All together now:
How often at night when the heavens are bright,
With the light from the glittering stars,
Have I stood there amazed and asked as I gazed,
If their glory exceeds that of ours.
That's a seldom-sung stanza of our State Song, penned, as you surely know, by Brewster Higley in Smith Center, KS. Brewster seems rather proud of "our" glory, but, despite the puffery and the passage of a century and a half, words from Home on the Range still crop up all over the place. For example:
I just read Nick Offerman's Where the Deer and the Antelope Play. I rather enjoyed it. Of course, the fact that it features Wendell Berry and Aldo Leopold and James Rebanks doesn't hurt, nor do the author's common-sense political leanings and sense of humor. Any book that makes me laugh out loud, or even snicker, gets a thumbs-up. I think the last one was a Calvin and Hobbes collection.
You probably know that Nick is an actor, a woodworker, a mid-westerner, is married to Megan Mullally, and likes "the outdoors." You might also know he's big on nuance, and therefore likes to use quotation marks like I just did. Perhaps you also know his hero is writer/farmer/soothsayer Wendell Berry, so much so that he helped fund a fine Berry documentary called "Look and See."

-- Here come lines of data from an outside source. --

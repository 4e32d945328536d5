//! Privileged-identity extractor.
//!
//! Authentication happens upstream. The gateway forwards the verified caller
//! identity in [`AUTHENTICATED_SUB_HEADER`]; this module only compares it with
//! the configured privileged identity.

use axum::{extract::FromRequestParts, http::request::Parts};

use crate::config::StorefrontConfig;
use crate::error::{AppError, set_sentry_user};
use crate::state::AppState;

/// Header carrying the caller identity set by the auth gateway.
pub const AUTHENTICATED_SUB_HEADER: &str = "x-authenticated-sub";

/// Whether `sub` is the configured privileged identity.
#[must_use]
pub fn is_privileged(config: &StorefrontConfig, sub: &str) -> bool {
    !sub.is_empty() && sub == config.admin_sub
}

/// Extractor that requires the privileged identity.
///
/// Rejects with 403 when the header is missing or names anyone else.
///
/// # Example
///
/// ```rust,ignore
/// async fn handler(RequireAdmin(sub): RequireAdmin) -> impl IntoResponse {
///     format!("Hello, {sub}!")
/// }
/// ```
pub struct RequireAdmin(pub String);

impl FromRequestParts<AppState> for RequireAdmin {
    type Rejection = AppError;

    async fn from_request_parts(
        parts: &mut Parts,
        state: &AppState,
    ) -> Result<Self, Self::Rejection> {
        let sub = parts
            .headers
            .get(AUTHENTICATED_SUB_HEADER)
            .and_then(|v| v.to_str().ok())
            .map(str::trim)
            .unwrap_or_default();

        if !is_privileged(state.config(), sub) {
            tracing::warn!(path = %parts.uri.path(), "Rejected non-admin request");
            return Err(AppError::Forbidden("access denied".to_string()));
        }

        set_sentry_user(sub);
        Ok(Self(sub.to_string()))
    }
}
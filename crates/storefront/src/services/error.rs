//! Service error types.

use thiserror::Error;

use longbox_core::ValidationError;

use crate::db::StoreError;

/// Errors that can occur in catalog, user and inventory operations.
#[derive(Debug, Error)]
pub enum ServiceError {
    /// Client input could not be interpreted.
    #[error(transparent)]
    Validation(#[from] ValidationError),

    /// No document matched.
    #[error("{0}")]
    NotFound(String),

    /// Store operation failed.
    #[error("store error: {0}")]
    Store(#[from] StoreError),
}

impl ServiceError {
    /// A stored document failed to project into a response.
    ///
    /// This is a data problem, not a client one, so it surfaces as a store
    /// error and never echoes the stored value.
    pub(crate) fn corrupt_document(err: &ValidationError) -> Self {
        tracing::error!(error = %err, "Stored document could not be projected");
        Self::Store(StoreError::DataCorruption(err.to_string()))
    }
}
//! Interpretation of externally supplied document identifiers.
//!
//! An admin URL carries an id as a plain string, but the stored `_id` may be
//! an object id, a string, or an integer. [`candidates`] lists every plausible
//! reading in priority order; the caller tries each against the store and
//! stops at the first match.

use crate::catalog::predicate::Predicate;
use crate::types::{DocumentId, ObjectId};

/// One typed reading of a raw identifier.
#[derive(Debug, Clone, PartialEq, Eq)]
pub enum IdCandidate {
    ObjectId(ObjectId),
    Literal(String),
    Integer(i64),
}

impl IdCandidate {
    #[must_use]
    pub fn document_id(&self) -> DocumentId {
        match self {
            Self::ObjectId(oid) => DocumentId::ObjectId(*oid),
            Self::Literal(s) => DocumentId::String(s.clone()),
            Self::Integer(i) => DocumentId::Integer(*i),
        }
    }

    /// The `_id` equality predicate for this reading.
    #[must_use]
    pub fn predicate(&self) -> Predicate {
        Predicate::IdEquals(self.document_id())
    }
}

/// Every reading of `raw`, in the order they should be tried.
///
/// The literal reading is always present; the others only when `raw` parses.
#[must_use]
pub fn candidates(raw: &str) -> Vec<IdCandidate> {
    let mut out = Vec::with_capacity(3);

    if let Ok(oid) = ObjectId::parse_str(raw) {
        out.push(IdCandidate::ObjectId(oid));
    }

    out.push(IdCandidate::Literal(raw.to_string()));

    if let Ok(n) = raw.parse::<i64>() {
        out.push(IdCandidate::Integer(n));
    }

    out
}

#[cfg(test)]
#[allow(clippy::unwrap_used)]
mod tests {
    use super::*;

    #[test]
    fn test_object_id_string_yields_all_readings_in_order() {
        let raw = "65f1c0ffee0000000000abcd";
        let found = candidates(raw);
        assert_eq!(
            found,
            vec![
                IdCandidate::ObjectId(ObjectId::parse_str(raw).unwrap()),
                IdCandidate::Literal(raw.to_string()),
            ]
        );
    }

    #[test]
    fn test_numeric_string() {
        assert_eq!(
            candidates("42"),
            vec![
                IdCandidate::Literal("42".to_string()),
                IdCandidate::Integer(42)
            ]
        );
    }

    #[test]
    fn test_all_digit_object_id_adds_integer_only_when_in_range() {
        let raw = "123456789012345678901234";
        let found = candidates(raw);
        assert_eq!(found.len(), 2);
        assert!(matches!(found[0], IdCandidate::ObjectId(_)));
        assert!(matches!(found[1], IdCandidate::Literal(_)));

        let raw = "000000000000000000000042";
        let found = candidates(raw);
        assert_eq!(found.len(), 3);
        assert_eq!(found[2], IdCandidate::Integer(42));
    }

    #[test]
    fn test_plain_string_only_literal() {
        assert_eq!(
            candidates("doesnotexist"),
            vec![IdCandidate::Literal("doesnotexist".to_string())]
        );
    }

    #[test]
    fn test_predicate_is_typed_id_equality() {
        assert_eq!(
            IdCandidate::Integer(7).predicate(),
            Predicate::IdEquals(DocumentId::Integer(7))
        );
    }
}
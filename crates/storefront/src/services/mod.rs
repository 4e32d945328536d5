//! Business logic services for storefront.
//!
//! # Services
//!
//! - `catalog` - Public listing, featured sample, series lookup
//! - `users` - Per-identity cart and favorites
//! - `inventory` - Admin create/update/delete with identifier resolution
//!
//! Services borrow the document store from `AppState` and return DTOs ready
//! to serialize.

mod error;

pub mod catalog;
pub mod inventory;
pub mod users;

pub use catalog::CatalogService;
pub use error::ServiceError;
pub use inventory::{InventoryService, UpdateOutcome};
pub use users::UserService;
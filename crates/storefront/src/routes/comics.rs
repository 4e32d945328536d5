//! Public catalog handlers.

use axum::{
    Json,
    extract::{Path, Query, State},
};
use serde::Deserialize;
use tracing::instrument;

use longbox_core::catalog::{CatalogQuery, ComicSummary, Page};

use crate::error::Result;
use crate::services::CatalogService;
use crate::services::catalog::parse_featured_count;
use crate::state::AppState;

/// Query parameters for the featured endpoint.
#[derive(Debug, Default, Deserialize)]
pub struct FeaturedParams {
    pub count: Option<String>,
}

/// Filtered, sorted and paginated catalog.
///
/// GET /api/comics
///
/// Unknown and bracketed parameters (`search[$ne]=1`) are ignored.
#[instrument(skip(state))]
pub async fn index(
    State(state): State<AppState>,
    Query(query): Query<CatalogQuery>,
) -> Result<Json<Page<ComicSummary>>> {
    let page = CatalogService::new(state.store()).list(&query).await?;
    Ok(Json(page))
}

/// Random sample of comics.
///
/// GET /api/comics/featured?count=5
#[instrument(skip(state))]
pub async fn featured(
    State(state): State<AppState>,
    Query(params): Query<FeaturedParams>,
) -> Result<Json<Vec<ComicSummary>>> {
    let count = parse_featured_count(params.count.as_deref())?;
    let comics = CatalogService::new(state.store()).featured(count).await?;
    Ok(Json(comics))
}

/// Comics whose title contains the series name.
///
/// GET /api/comics/series/{name}
#[instrument(skip(state))]
pub async fn series(
    State(state): State<AppState>,
    Path(name): Path<String>,
) -> Result<Json<Vec<ComicSummary>>> {
    let comics = CatalogService::new(state.store()).by_series(&name).await?;
    Ok(Json(comics))
}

Where the Deer and the Antelope Play starts with the author visiting his "wizard-poet" hero and his wife Tanya at their Kentucky farm, where, over pie with fresh whipped cream, Wendell lays out the quest that becomes Nick's book. "Look," he says. "Examine the conservation of nature not through the lens of John Muir, which is how everybody looks at it, but instead through the lens of Aldo Leopold." To understand what that means could take years of study. You'd love it, and grow in untold ways. Or you could pick up Where the Deer and the Antelope Play for a quick and easy introduction. With more laughs. And swearing.
Rising to wizard Wendell's challenge of contrasting Muir and Leopold (though the reader may forget that's what's happening), Mr. Offerman ranges far and wide, to England and then to Oklahoma and beyond, the latter part with his bride in their new Airstream named Nutmeg.
But first he launches into the wilds of Glacier National Park, sans bride but accompanied by his bromantic brothers George Saunders and Jeff Tweedy(!), pulling the reader in with hi-culture hi-jinx on the trails, rivers, and glaciers. Glittering stars indeed. While there, he finds many opportunities to hold forth on capitalism (gearing up at REI); philosophy (he was tromping around with George Saunders, after all); Manifest Destiny and Native homelands "becoming" National Parks; John Muir and Teddy Roosevelt; -- all while hiking, hunting, fishing, and floating the Flathead River. I won’t give too much away here, but -- Laurie Anderson lyrics are quoted. Bonus points for Nick.
Moving from America's "wilderness" to 21st century England's agrarian Lake District, Offerman next visits "Britain's rock-star shepherd" James Rebanks and family (and sheep and cows). Muir, meet Leopold. Not too surprisingly, this is a charming section of the book, Nick and James watching the sheep and "belties" (belted Galloway cattle) "scattered hither and yon in their hillside pastures, rotationally grazing in the most ideal method for producing beef and healthy pastures simultaneously," while talking of agriculture (the gents, not the critters) before heading home to a wholesome supper.
You know all the while that he's setting us up for the inevitable contrast of Leopold's agrarian vision with the modern industrial "agriculture" model. Which we all need to hear, whether for the first time or the fiftieth. Somehow, he and James make it enjoyable even while forcing the reader to reconsider his or her own dietary and lifestyle choices and their impacts on the land. It seems so obvious, and almost easy, but... it's not. Because, Nick reminds us, money.
Speaking of money, why not take advantage of the pandemic time-warp and buy a new Airstream trailer to tow around the Southwest behind your big ol' pick-up truck? Not quite "Nomadland," Nick and Megan's excellent adventure is, I'm afraid, the weakest part of Where the Deer and the Antelope Play. Very little reflecting on Muir and/or Leopold. Not at all sustainable. And as much as I too like road trips, they don’t fit well with Wendell or Aldo or John. Unless you’re on foot. Nuance, Nick would say, and with a word be done with it.
So while you ponder road trips to the "wilderness," or next spring's bountiful harvest, grab a copy of Nick Offerman's latest. Where seldom is heard a discouraging word.
-Jake Vail is an Information Services Assistant at Lawrence Public Library.